Global transcriptomic analysis of Francisella tularensis SchuS4 differentially expressed genes in response to doxycycline or ciprofloxacin exposure
BMC Genomic Data volume 24, Article number: 23 (2023)
As part of a research aiming at presenting an alternative approach for rapid determination of antimicrobial susceptibility by quantification of changes in expression levels of specific marker genes and gene sets, cultures of the virulent bacterial strain Francisella tularensis SchuS4 were grown in the presence of inhibitory/sub-inhibitory concentrations of either ciprofloxacin or doxycycline and their transcriptomic profiles were elucidated using differential expression analysis followed by functional annotation.
RNA sequencing was performed to identify differentially expressed genes (DEGs) in response to exposure of F. tularensis SchuS4 to either ciprofloxacin or doxycycline, the antibiotics of choice for Tularemia therapy. Accordingly, RNA samples were collected 2 h post antibiotic exposure and subjected to RNA sequence analysis. Transcriptomic quantification of RNA representing duplicated samples generated highly similar gene expression data. Exposure to sub-inhibitory concentration [0.5 x MIC (minimal inhibitory concentration)] of doxycycline or ciprofloxacin modulated the expression of 237 or 8 genes, respectively, while exposure to an inhibitory concentration (1 x MIC) resulted in the modulation of 583 or 234 genes, respectively. Amongst the genes modulated upon doxycycline exposure upregulation of 31 genes encoding for translation-functions could be distinguished, as well as downregulation of 14 genes encoding for functions involved in DNA transcription and repair. Ciprofloxacin exposure impacted differently the RNA sequence profile of the pathogen, resulting in upregulation of 27 genes encoding mainly DNA replication and repair functions, transmembrane transporters and molecular chaperons. In addition, 15 downregulated genes were involved in translation processes.
Antibiotic susceptibility tests (AST) are essential for the design of efficient anti-pathogen therapeutic intervention. Yet, as of today, these tests are often time-consuming and may delay appropriate antibiotic treatment. The development of more rapid, accurate ASTs is therefore highly beneficial for prompt medical treatment, and consequently, represents an issue of high public health priority. F. tularensis subspecies tularensis, the etiological agent of Tularemia, is a highly infectious human pathogen, designated as a Tier-1 select agent [1,2,3]. Thus, to prevent morbidity and mortality in cases of F. tularensis infections, rapid establishment of antibiotic susceptibility exhibited by the infective strain to the recommended antibiotics is needed.
Molecular tests based on monitoring changes in expression levels of marker genes upon antibiotic exposure enable determination of minimal inhibitory concentrations (MICs) within short time frames [4,5,6]. In the current study, transcriptomic profiling by RNA-Seq analysis was carried out in order to identify F. tularensis SchuS4 genes modulated upon exposure to either sub-inhibitory or inhibitory concentrations of ciprofloxacin or doxycycline.

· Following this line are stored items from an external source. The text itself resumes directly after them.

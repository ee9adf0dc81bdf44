//! Tab-separated line parsing for both feeds.
//!
//! Every line must carry exactly three fields. Anything else is a
//! [`CoreError::MalformedRecord`], and batch parsing stops at the first one.

use std::str::FromStr;

use crate::records::{AppearanceRecord, RatingRecord};
use crate::{CoreError, Feed};

const FIELDS: usize = 3;

/// Parse a whole batch, failing on the first malformed line.
pub fn parse_batch<T, S>(lines: &[S]) -> Result<Vec<T>, CoreError>
where
    T: FromStr<Err = CoreError>,
    S: AsRef<str>,
{
    lines.iter().map(|line| line.as_ref().parse()).collect()
}

fn split_fields(feed: Feed, line: &str) -> Result<[&str; FIELDS], CoreError> {
    let trimmed = line.strip_suffix('\r').unwrap_or(line);
    let mut fields = trimmed.split('\t');
    match (fields.next(), fields.next(), fields.next(), fields.next()) {
        (Some(a), Some(b), Some(c), None) => Ok([a, b, c]),
        _ => {
            let found = trimmed.split('\t').count();
            Err(CoreError::malformed(
                feed,
                line,
                format!("expected {FIELDS} tab-separated fields, found {found}"),
            ))
        }
    }
}

impl FromStr for AppearanceRecord {
    type Err = CoreError;

    fn from_str(line: &str) -> Result<Self, Self::Err> {
        let [actor, movie, year] = split_fields(Feed::Appearance, line)?;
        Ok(AppearanceRecord::new(actor, movie, year))
    }
}

impl FromStr for RatingRecord {
    type Err = CoreError;

    fn from_str(line: &str) -> Result<Self, Self::Err> {
        let [rate, movie, year] = split_fields(Feed::Rating, line)?;
        let rate: f64 = rate
            .trim()
            .parse()
            .map_err(|e| CoreError::malformed(Feed::Rating, line, format!("rate {rate:?}: {e}")))?;
        // Rating sums must stay monotone.
        if !rate.is_finite() || rate < 0.0 {
            return Err(CoreError::malformed(
                Feed::Rating,
                line,
                format!("rate {rate} is not a finite non-negative number"),
            ));
        }
        Ok(RatingRecord::new(rate, movie, year))
    }
}

#[cfg(test)]
mod tests {
    use super::*;

    #[test]
    fn parses_appearance_line() {
        let rec: AppearanceRecord = "Tom Hanks\tBig\t1988".parse().unwrap();
        assert_eq!(rec, AppearanceRecord::new("Tom Hanks", "Big", "1988"));
    }

    #[test]
    fn parses_rating_line_with_crlf() {
        let rec: RatingRecord = "7.3\tBig\t1988\r".parse().unwrap();
        assert_eq!(rec.rate, 7.3);
        assert_eq!(rec.movie, "Big");
        assert_eq!(rec.year, "1988");
    }

    #[test]
    fn rejects_wrong_field_count() {
        for line in ["A1\tM1", "A1\tM1\t2000\textra", "", "no tabs at all"] {
            let err = line.parse::<AppearanceRecord>().unwrap_err();
            assert!(
                matches!(err, CoreError::MalformedRecord { feed: Feed::Appearance, .. }),
                "{line:?} gave {err:?}"
            );
        }
    }

    #[test]
    fn rejects_bad_rates() {
        for line in ["abc\tM1\t2000", "-1.0\tM1\t2000", "NaN\tM1\t2000", "inf\tM1\t2000"] {
            let err = line.parse::<RatingRecord>().unwrap_err();
            assert!(
                matches!(err, CoreError::MalformedRecord { feed: Feed::Rating, .. }),
                "{line:?} gave {err:?}"
            );
        }
    }

    #[test]
    fn batch_fails_fast() {
        let lines = ["A1\tM1\t2000", "broken", "A2\tM1\t2000"];
        let err = parse_batch::<AppearanceRecord, _>(&lines).unwrap_err();
        match err {
            CoreError::MalformedRecord { line, .. } => assert_eq!(line, "broken"),
            other => panic!("unexpected error {other:?}"),
        }

        let ok = parse_batch::<AppearanceRecord, _>(&lines[..1]).unwrap();
        assert_eq!(ok.len(), 1);
        assert!(parse_batch::<RatingRecord, String>(&[]).unwrap().is_empty());
    }
}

The data presented here provides a detailed picture of the F. tularensis global response to doxycycline and ciprofloxacin and establishes the expression signatures of the interaction between F. tularensis and these antimicrobial agents. Some of the differentially expressed genes may serve as markers for the design of future F. tularensis susceptibility tests.
Here we report a comprehensive RNA-Seq transcriptomic study generating a database of differentially expressed genes (DEGs) upon exposure to sub-inhibitory as well as inhibitory concentrations of either doxycycline or ciprofloxacin. Samples were prepared by growing F. tularensis SchuS4 strain, in duplicates, in the presence or absence of 0.5 x MIC or 1 x MIC of either doxycycline or ciprofloxacin, collected 2 h post exposure and subjected to total RNA purification. Library construction was carried out using Illumina TruSeq chemistry. The RNA libraries were sequenced at the JP Sulzberger Columbia Genome Center. Mapping was performed using Bowtie 2  and the expression level of each gene was determined using HTSeq . Analysis of DEGs under various conditions was conducted using the R package DESeq2 . RNA-Seq analysis of two independent duplicated experimental groups resulted in a consistent and highly similar gene expression data. Analysis of the DEGs was based on comparing the expression level of genes originating from antibiotic-treated samples to genes emerging from untreated control samples . The transcriptomic data have been deposited to the NCBI Gene Expression Omnibus (GEO) database [11,12,13,14,15,16,17,18,19,20,21,22,23,24].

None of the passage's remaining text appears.